Abstract
Purpose :
The functional competence of corneal endothelial cells (CEnC) is critical for graft survival. We have previously demonstrated that regulatory T cells (Tregs) derived from hosts at high risk (HR) of corneal graft rejection have dysfunctional immune-regulatory function. Herein, we investigated whether Tregs protect CEnC from effector T cell and inflammatory cytokine-induced loss, and whether such protective functions are maintained in HR Tregs
Methods :
Eight-week-old BALB/c (as recipient) and C57BL/6 (as donor) mice were used in two well-established models of corneal transplantation: a low-risk (LR) model in which the host bed is uninflamed, and a high-risk (HR) model in which stromal sutures are placed 14 days prior to transplantation to induce inflammation. Draining lymph nodes were harvested at day 14 and CD4+CD25hi Tregs were purified using magnetic sorting. Corneal cups derived from naïve C57BL/6 mice were cultured with Tregs derived from either LR or HR hosts in direct or indirect (transwell) contact. Either CD4+CD25- effector T cells or inflammatory cytokines (IFN-γ 100ng/mL and TNF-α 100ng/mL) were added to the culture to induce CEnC death. The role of IL-10 was investigated by antagonizing and enhancing its function in the co-culture system.
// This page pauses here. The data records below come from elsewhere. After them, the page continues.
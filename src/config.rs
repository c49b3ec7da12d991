use std::{
    fs, io,
    path::{Path, PathBuf},
};

use serde::{Deserialize, Serialize};

use crate::{host::HostConfig, ledger::Amount};

pub const DEFAULT_STATE_PATH: &str = "market-state.json";
pub const DEFAULT_LISTEN: &str = "127.0.0.1:7545";

#[derive(Debug, thiserror::Error)]
pub enum ConfigError {
    #[error("config file {path}: {source}")]
    Io {
        path: PathBuf,
        #[source]
        source: io::Error,
    },
    #[error("config file {path} is not valid: {source}")]
    Parse {
        path: PathBuf,
        #[source]
        source: serde_json::Error,
    },
}

/// Runtime settings. Every field has a default so a config file may name
/// only what it changes.
#[derive(Clone, Debug, Serialize, Deserialize, PartialEq, Eq)]
#[serde(default)]
pub struct Config {
    pub state_path: PathBuf,
    pub listen: String,
    pub rpc: Option<String>,
    pub rpc_timeout_ms: u64,
    pub tx_fee: Amount,
    pub log: String,
}

impl Default for Config {
    fn default() -> Self {
        Self {
            state_path: PathBuf::from(DEFAULT_STATE_PATH),
            listen: DEFAULT_LISTEN.to_string(),
            rpc: None,
            rpc_timeout_ms: 5_000,
            tx_fee: 0,
            log: "info".to_string(),
        }
    }
}

/// Values given on the command line or through the environment.
#[derive(Clone, Debug, Default)]
pub struct Overrides {
    pub state_path: Option<PathBuf>,
    pub listen: Option<String>,
    pub rpc: Option<String>,
    pub tx_fee: Option<Amount>,
    pub log: Option<String>,
}

impl Config {
    /// Reads `path` when given (it must exist), otherwise starts from
    /// defaults.
    pub fn load(path: Option<&Path>) -> Result<Self, ConfigError> {
        let Some(path) = path else {
            return Ok(Self::default());
        };
        let bytes = fs::read(path).map_err(|source| ConfigError::Io {
            path: path.to_path_buf(),
            source,
        })?;
        serde_json::from_slice(&bytes).map_err(|source| ConfigError::Parse {
            path: path.to_path_buf(),
            source,
        })
    }

    pub fn apply(mut self, overrides: Overrides) -> Self {
        if let Some(v) = overrides.state_path {
            self.state_path = v;
        }
        if let Some(v) = overrides.listen {
            self.listen = v;
        }
        if overrides.rpc.is_some() {
            self.rpc = overrides.rpc;
        }
        if let Some(v) = overrides.tx_fee {
            self.tx_fee = v;
        }
        if let Some(v) = overrides.log {
            self.log = v;
        }
        self
    }

    pub fn host_config(&self) -> HostConfig {
        HostConfig {
            tx_fee: self.tx_fee,
        }
    }
}

#[cfg(test)]
mod tests {
    use super::*;

    #[test]
    fn partial_file_keeps_defaults() {
        let dir = tempfile::tempdir().unwrap();
        let path = dir.path().join("market.json");
        fs::write(&path, br#"{ "tx_fee": 21, "listen": "0.0.0.0:9000" }"#).unwrap();

        let config = Config::load(Some(path.as_path())).unwrap();
        assert_eq!(config.tx_fee, 21);
        assert_eq!(config.listen, "0.0.0.0:9000");
        assert_eq!(config.state_path, PathBuf::from(DEFAULT_STATE_PATH));
        assert_eq!(config.rpc, None);
        assert_eq!(config.host_config().tx_fee, 21);
    }

    #[test]
    fn named_file_must_exist() {
        let dir = tempfile::tempdir().unwrap();
        let err = Config::load(Some(dir.path().join("missing.json").as_path())).unwrap_err();
        assert!(matches!(err, ConfigError::Io { .. }));
        assert_eq!(Config::load(None).unwrap(), Config::default());
    }

    #[test]
    fn overrides_win_over_file() {
        let config = Config {
            tx_fee: 5,
            rpc: Some("10.0.0.1:7545".into()),
            ..Config::default()
        }
        .apply(Overrides {
            tx_fee: Some(7),
            state_path: Some("other.json".into()),
            ..Overrides::default()
        });
        assert_eq!(config.tx_fee, 7);
        assert_eq!(config.state_path, PathBuf::from("other.json"));
        assert_eq!(config.rpc.as_deref(), Some("10.0.0.1:7545"));
    }
}
//! Marketplace ledger: an append-only catalog of priced listings.
//!
//! The ledger is a plain state machine. It does no locking and never rolls
//! itself back: a failed [`Marketplace::buy_model`] may leave the listing
//! marked sold, and the caller is expected to discard the whole state (the
//! [`crate::host::Host`] does this by executing every call on a staged copy).

use std::collections::BTreeMap;

use serde::{Deserialize, Serialize};
use tracing::{debug, info};

use crate::{
    address::Address,
    ledger::{Amount, Settlement, SettlementError},
};

pub type ModelId = u64;

#[derive(Debug, Clone, PartialEq, Eq, thiserror::Error)]
pub enum MarketError {
    #[error("invalid listing: {0}")]
    InvalidListing(&'static str),
    #[error("model {0} not found")]
    ModelNotFound(ModelId),
    #[error("model {0} already sold")]
    AlreadySold(ModelId),
    #[error("incorrect payment for model {id}: price {expected}, paid {actual}")]
    IncorrectPayment {
        id: ModelId,
        expected: Amount,
        actual: Amount,
    },
    #[error("settlement failed: {0}")]
    SettlementFailed(#[from] SettlementError),
}

impl MarketError {
    /// Stable name of the failure, used on the wire.
    pub fn kind(&self) -> &'static str {
        match self {
            MarketError::InvalidListing(_) => "InvalidListing",
            MarketError::ModelNotFound(_) => "ModelNotFound",
            MarketError::AlreadySold(_) => "AlreadySold",
            MarketError::IncorrectPayment { .. } => "IncorrectPayment",
            MarketError::SettlementFailed(_) => "SettlementFailed",
        }
    }
}

/// A listing. Everything except `sold` and `buyer` is fixed at listing time.
#[derive(Clone, Debug, Serialize, Deserialize, PartialEq, Eq)]
#[serde(rename_all = "camelCase")]
pub struct Model {
    pub id: ModelId,
    pub name: String,
    pub price: Amount,
    pub seller: Address,
    pub encrypted_download_url: String,
    pub sold: bool,
    #[serde(default, skip_serializing_if = "Option::is_none")]
    pub buyer: Option<Address>,
}

#[derive(Clone, Debug, Serialize, Deserialize, PartialEq, Eq)]
#[serde(tag = "type", rename_all = "snake_case")]
pub enum MarketEvent {
    ModelListed {
        id: ModelId,
        seller: Address,
        price: Amount,
    },
    ModelPurchased {
        id: ModelId,
        buyer: Address,
        seller: Address,
        price: Amount,
    },
}

#[derive(Clone, Debug, Default, Serialize, Deserialize, PartialEq, Eq)]
#[serde(rename_all = "camelCase")]
pub struct Marketplace {
    model_count: u64,
    models: BTreeMap<ModelId, Model>,
    #[serde(default)]
    events: Vec<MarketEvent>,
}

impl Marketplace {
    pub fn new() -> Self {
        Self::default()
    }

    pub fn model_count(&self) -> u64 {
        self.model_count
    }

    pub fn get_model(&self, id: ModelId) -> Option<&Model> {
        self.models.get(&id)
    }

    /// Listings in id order.
    pub fn models(&self) -> impl Iterator<Item = &Model> {
        self.models.values()
    }

    pub fn events(&self) -> &[MarketEvent] {
        &self.events
    }

    /// Copy of the catalog with an empty event log.
    pub fn fork(&self) -> Self {
        Self {
            model_count: self.model_count,
            models: self.models.clone(),
            events: Vec::new(),
        }
    }

    /// Takes over the catalog of a fork and appends the events it recorded.
    pub fn absorb(&mut self, fork: Self) {
        self.model_count = fork.model_count;
        self.models = fork.models;
        self.events.extend(fork.events);
    }

    pub fn list_model(
        &mut self,
        caller: Address,
        name: &str,
        price: Amount,
        encrypted_download_url: &str,
    ) -> Result<ModelId, MarketError> {
        if name.trim().is_empty() {
            return Err(MarketError::InvalidListing("name must not be empty"));
        }
        if price == 0 {
            return Err(MarketError::InvalidListing("price must be greater than zero"));
        }
        let id = self
            .model_count
            .checked_add(1)
            .ok_or(MarketError::InvalidListing("model id space exhausted"))?;

        self.models.insert(
            id,
            Model {
                id,
                name: name.to_string(),
                price,
                seller: caller,
                encrypted_download_url: encrypted_download_url.to_string(),
                sold: false,
                buyer: None,
            },
        );
        self.model_count = id;
        self.events.push(MarketEvent::ModelListed {
            id,
            seller: caller,
            price,
        });
        info!(id, seller = %caller, price, name, "model listed");
        Ok(id)
    }

    /// Marks the listing sold, then settles `payment` from `caller` to the
    /// seller. On `SettlementFailed` the sold flag has already been written.
    pub fn buy_model<S: Settlement>(
        &mut self,
        settlement: &mut S,
        caller: Address,
        id: ModelId,
        payment: Amount,
    ) -> Result<(), MarketError> {
        let model = self
            .models
            .get_mut(&id)
            .ok_or(MarketError::ModelNotFound(id))?;
        if model.sold {
            return Err(MarketError::AlreadySold(id));
        }
        if payment != model.price {
            return Err(MarketError::IncorrectPayment {
                id,
                expected: model.price,
                actual: payment,
            });
        }

        model.sold = true;
        model.buyer = Some(caller);
        let seller = model.seller;
        let price = model.price;

        settlement.transfer_value(&caller, &seller, payment)?;

        self.events.push(MarketEvent::ModelPurchased {
            id,
            buyer: caller,
            seller,
            price,
        });
        info!(id, buyer = %caller, %seller, price, "model purchased");
        debug!(id, "listing transitioned to sold");
        Ok(())
    }
}
use tracing_subscriber::{fmt, layer::SubscriberExt, util::SubscriberInitExt, EnvFilter};

/// Installs the stderr log subscriber. `RUST_LOG` wins over `default_filter`.
///
/// Calling it twice is harmless; the second install is ignored.
pub fn init(default_filter: &str) {
    let filter = EnvFilter::try_from_default_env()
        .or_else(|_| EnvFilter::try_new(default_filter))
        .unwrap_or_else(|_| EnvFilter::new("info"));

    let fmt_layer = fmt::layer()
        .with_writer(std::io::stderr)
        .with_target(true)
        .with_thread_ids(false)
        .with_file(false)
        .with_line_number(false);

    let _ = tracing_subscriber::registry()
        .with(filter)
        .with(fmt_layer)
        .try_init();
}

#[cfg(test)]
mod tests {
    use super::*;

    #[test]
    fn init_is_idempotent() {
        init("debug");
        init("not a filter ===");
        tracing::info!("still logging");
    }
}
After 24 hours of culture, immunostaining for ZO-1 and TUNEL was performed, and CEnC death was analyzed via confocal microscopy
Results :
Co-culture of corneal cups with effector T cells alone resulted in 45.1% CEnC loss. Addition of HR Tregs to the culture decreased CEnC loss to 32.2%(p=0.034), while addition of LR Tregs suppressed CEnC loss more significantly to 16.5%(p<0.001). Inflammatory cytokines led to 50.6% CEnC loss, which was reduced to 29.5% after culture with LR Tregs(p<0.001). Addition of HR Tregs, however, did not exert a significant protective effect against CEnC death(p=0.61). Notably, LR Tregs reduced CEnC death to a similar degree in the presence of the transwell system (p=0.002). Finally, addition of IL-10 neutralizing antibody abrogated the protective effect of LR Tregs on CEnC(p<0.001). IL-10 alone was also found to be effective in reducing inflammatory cytokine-induced CEnC death(p<0.001)
Conclusions :
Our data demonstrate that Tregs from LR, but not HR, transplant recipients protect CEnC from effector T cell-mediated and inflammatory cytokine-induced cell death through expression of IL-10
This abstract was presented at the 2019 ARVO Annual Meeting, held in Vancouver, Canada, April 28 - May 2, 2019.